Problem –
Each entry is to be restated word for word, with nothing omitted.

Records to process –
════

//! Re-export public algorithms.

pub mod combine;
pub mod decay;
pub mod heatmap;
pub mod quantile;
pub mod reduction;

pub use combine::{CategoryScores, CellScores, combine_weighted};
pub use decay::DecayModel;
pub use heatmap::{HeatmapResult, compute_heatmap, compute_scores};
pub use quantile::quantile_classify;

════

Task answer –
//! Re-export public algorithms.

pub mod combine;
pub mod decay;
pub mod heatmap;
pub mod quantile;
pub mod reduction;

pub use combine::{CategoryScores, CellScores, combine_weighted};
pub use decay::DecayModel;
pub use heatmap::{HeatmapResult, compute_heatmap, compute_scores};
pub use quantile::quantile_classify;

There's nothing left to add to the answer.